• Problem to solve
The entries follow. Copy every line in which "decode" appears.

• Dataset extract
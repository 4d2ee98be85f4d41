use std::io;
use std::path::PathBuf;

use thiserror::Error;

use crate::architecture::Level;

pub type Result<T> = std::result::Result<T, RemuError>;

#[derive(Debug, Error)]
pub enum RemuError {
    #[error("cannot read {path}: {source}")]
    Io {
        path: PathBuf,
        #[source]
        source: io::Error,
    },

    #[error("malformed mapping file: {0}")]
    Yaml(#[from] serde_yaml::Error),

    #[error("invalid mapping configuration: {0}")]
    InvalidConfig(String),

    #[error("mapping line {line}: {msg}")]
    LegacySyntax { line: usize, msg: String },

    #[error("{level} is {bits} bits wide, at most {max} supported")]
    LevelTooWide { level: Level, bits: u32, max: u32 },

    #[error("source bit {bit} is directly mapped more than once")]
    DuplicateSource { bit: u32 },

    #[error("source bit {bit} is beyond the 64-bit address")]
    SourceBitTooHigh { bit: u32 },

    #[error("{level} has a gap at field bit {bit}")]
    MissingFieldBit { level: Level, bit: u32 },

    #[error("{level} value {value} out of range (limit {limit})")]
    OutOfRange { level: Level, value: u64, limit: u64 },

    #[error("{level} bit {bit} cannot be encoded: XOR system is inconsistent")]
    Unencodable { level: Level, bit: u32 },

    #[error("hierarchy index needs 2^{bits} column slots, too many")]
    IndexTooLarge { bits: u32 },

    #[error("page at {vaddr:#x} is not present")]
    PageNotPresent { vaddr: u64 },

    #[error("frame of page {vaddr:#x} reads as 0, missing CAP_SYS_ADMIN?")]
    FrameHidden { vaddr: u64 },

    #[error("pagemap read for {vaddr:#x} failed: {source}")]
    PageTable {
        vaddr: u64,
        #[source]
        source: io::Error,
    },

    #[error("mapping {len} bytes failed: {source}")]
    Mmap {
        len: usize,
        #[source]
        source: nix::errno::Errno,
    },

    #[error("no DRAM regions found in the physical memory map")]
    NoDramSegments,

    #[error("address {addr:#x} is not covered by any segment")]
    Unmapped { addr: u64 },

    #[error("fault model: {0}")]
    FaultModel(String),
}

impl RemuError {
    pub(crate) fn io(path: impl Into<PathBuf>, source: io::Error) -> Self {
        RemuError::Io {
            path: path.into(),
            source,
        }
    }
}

...

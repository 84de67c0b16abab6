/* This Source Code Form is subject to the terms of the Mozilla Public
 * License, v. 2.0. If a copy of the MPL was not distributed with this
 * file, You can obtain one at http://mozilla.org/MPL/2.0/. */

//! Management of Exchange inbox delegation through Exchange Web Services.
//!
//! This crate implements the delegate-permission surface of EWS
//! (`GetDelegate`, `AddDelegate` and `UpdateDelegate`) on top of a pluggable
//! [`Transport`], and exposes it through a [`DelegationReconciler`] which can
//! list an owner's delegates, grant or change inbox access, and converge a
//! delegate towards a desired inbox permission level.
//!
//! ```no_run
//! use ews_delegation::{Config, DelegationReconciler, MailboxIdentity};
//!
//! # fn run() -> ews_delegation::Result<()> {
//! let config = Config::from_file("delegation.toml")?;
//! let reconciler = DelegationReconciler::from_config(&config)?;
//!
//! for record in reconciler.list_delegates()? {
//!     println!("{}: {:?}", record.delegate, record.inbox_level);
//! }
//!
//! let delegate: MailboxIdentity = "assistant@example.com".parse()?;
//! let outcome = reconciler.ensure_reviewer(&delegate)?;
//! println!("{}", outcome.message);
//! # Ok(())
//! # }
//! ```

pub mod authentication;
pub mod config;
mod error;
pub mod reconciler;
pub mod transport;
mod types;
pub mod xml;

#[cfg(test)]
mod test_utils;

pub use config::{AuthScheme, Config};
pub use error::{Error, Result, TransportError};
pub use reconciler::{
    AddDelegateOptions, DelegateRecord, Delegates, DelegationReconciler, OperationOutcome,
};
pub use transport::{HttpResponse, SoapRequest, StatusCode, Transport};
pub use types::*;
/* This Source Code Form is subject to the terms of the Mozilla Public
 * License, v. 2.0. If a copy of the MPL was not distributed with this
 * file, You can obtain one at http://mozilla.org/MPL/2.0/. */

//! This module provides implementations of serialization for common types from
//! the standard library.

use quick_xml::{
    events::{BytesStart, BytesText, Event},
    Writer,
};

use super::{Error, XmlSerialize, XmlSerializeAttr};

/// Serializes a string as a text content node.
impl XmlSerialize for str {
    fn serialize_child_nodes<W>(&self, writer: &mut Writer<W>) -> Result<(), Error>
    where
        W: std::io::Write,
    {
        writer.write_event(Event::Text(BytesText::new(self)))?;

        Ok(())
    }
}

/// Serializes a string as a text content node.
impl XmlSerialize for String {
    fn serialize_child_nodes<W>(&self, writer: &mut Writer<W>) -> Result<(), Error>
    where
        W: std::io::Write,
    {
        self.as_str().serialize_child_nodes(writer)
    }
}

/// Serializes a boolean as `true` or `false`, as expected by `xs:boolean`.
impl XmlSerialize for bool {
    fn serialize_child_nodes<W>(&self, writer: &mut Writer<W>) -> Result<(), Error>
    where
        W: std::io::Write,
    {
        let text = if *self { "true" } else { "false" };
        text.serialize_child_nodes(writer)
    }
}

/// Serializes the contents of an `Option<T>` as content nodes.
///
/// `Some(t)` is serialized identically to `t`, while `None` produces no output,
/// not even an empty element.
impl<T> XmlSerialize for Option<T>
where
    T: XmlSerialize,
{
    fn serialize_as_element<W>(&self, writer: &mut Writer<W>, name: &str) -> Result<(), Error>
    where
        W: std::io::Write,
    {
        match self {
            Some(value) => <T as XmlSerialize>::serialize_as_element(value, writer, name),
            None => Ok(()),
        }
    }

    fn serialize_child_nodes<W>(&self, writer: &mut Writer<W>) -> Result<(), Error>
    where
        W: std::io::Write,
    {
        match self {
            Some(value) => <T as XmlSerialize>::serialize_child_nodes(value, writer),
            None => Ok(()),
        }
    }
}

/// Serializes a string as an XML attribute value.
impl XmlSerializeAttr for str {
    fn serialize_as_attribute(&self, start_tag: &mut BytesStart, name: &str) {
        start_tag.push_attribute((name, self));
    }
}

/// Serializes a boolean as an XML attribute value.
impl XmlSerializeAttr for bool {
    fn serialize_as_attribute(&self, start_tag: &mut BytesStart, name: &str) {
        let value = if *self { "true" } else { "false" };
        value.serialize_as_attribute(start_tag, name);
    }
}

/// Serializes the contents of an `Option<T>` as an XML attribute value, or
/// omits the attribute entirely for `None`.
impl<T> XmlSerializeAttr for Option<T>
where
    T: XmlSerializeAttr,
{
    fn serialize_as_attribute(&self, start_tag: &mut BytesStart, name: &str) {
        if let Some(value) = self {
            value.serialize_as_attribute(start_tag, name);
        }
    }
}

==

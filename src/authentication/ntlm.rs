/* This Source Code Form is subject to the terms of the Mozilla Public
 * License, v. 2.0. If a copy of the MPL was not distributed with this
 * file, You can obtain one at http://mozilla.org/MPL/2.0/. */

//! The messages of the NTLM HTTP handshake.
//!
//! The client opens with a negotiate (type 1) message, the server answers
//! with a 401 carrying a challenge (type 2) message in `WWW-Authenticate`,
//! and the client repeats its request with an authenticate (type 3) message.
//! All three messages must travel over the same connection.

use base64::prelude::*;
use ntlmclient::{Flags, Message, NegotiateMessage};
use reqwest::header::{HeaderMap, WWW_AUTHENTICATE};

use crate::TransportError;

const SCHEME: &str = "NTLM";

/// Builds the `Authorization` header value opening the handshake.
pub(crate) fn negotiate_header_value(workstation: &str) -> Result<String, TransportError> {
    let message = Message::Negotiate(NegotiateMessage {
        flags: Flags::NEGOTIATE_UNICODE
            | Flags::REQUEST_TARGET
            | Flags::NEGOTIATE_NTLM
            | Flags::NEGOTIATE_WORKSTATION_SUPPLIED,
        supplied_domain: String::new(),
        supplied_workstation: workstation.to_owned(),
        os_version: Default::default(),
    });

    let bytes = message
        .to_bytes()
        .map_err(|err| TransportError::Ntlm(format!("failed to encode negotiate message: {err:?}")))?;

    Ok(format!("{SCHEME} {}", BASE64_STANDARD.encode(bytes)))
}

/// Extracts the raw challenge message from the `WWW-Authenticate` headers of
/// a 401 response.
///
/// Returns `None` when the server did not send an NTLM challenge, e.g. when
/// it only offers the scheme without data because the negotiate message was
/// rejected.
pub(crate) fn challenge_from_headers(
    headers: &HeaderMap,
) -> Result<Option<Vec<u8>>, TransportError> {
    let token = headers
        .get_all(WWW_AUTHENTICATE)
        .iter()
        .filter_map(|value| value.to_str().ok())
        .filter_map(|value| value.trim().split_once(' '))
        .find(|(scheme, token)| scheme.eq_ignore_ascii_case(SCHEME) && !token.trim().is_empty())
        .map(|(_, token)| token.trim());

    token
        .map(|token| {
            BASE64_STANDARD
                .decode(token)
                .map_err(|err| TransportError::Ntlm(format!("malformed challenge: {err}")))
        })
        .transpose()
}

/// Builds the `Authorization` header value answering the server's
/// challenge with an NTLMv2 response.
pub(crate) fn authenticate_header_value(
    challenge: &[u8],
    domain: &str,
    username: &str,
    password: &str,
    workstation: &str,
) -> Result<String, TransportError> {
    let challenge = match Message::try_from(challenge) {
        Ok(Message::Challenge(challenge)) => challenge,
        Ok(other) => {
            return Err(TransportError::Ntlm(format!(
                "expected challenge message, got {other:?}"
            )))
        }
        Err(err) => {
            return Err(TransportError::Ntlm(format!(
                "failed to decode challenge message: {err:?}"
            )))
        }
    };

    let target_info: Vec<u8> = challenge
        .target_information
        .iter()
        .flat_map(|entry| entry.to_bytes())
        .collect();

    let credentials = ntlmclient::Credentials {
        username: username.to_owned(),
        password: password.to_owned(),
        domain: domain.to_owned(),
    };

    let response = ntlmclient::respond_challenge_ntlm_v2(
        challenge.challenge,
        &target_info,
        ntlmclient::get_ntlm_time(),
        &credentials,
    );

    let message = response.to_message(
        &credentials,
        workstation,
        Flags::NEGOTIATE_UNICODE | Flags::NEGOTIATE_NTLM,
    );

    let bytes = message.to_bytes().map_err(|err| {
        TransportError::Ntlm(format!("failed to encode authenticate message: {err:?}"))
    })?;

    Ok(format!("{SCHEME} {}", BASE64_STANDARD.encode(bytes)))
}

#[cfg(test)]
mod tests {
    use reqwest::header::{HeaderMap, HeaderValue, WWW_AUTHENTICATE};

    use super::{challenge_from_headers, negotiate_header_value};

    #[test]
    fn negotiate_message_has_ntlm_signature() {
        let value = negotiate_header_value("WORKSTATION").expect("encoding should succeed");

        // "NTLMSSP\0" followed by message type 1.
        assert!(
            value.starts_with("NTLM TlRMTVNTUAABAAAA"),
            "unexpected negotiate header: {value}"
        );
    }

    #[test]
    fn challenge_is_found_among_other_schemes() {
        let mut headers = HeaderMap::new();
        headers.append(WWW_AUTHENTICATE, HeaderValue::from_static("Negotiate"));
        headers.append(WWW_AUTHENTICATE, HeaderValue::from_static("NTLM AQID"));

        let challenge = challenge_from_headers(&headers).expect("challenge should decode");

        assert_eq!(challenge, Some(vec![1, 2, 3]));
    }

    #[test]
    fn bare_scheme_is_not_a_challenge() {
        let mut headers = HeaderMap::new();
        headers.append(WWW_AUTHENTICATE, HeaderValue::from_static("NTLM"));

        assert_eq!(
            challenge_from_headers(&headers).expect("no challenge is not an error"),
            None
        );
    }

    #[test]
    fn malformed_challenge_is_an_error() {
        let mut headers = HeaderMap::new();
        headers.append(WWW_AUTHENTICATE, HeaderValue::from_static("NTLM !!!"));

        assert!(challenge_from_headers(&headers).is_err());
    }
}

• Solution
                .decode(token)
                "failed to decode challenge message: {err:?}"
        let challenge = challenge_from_headers(&headers).expect("challenge should decode");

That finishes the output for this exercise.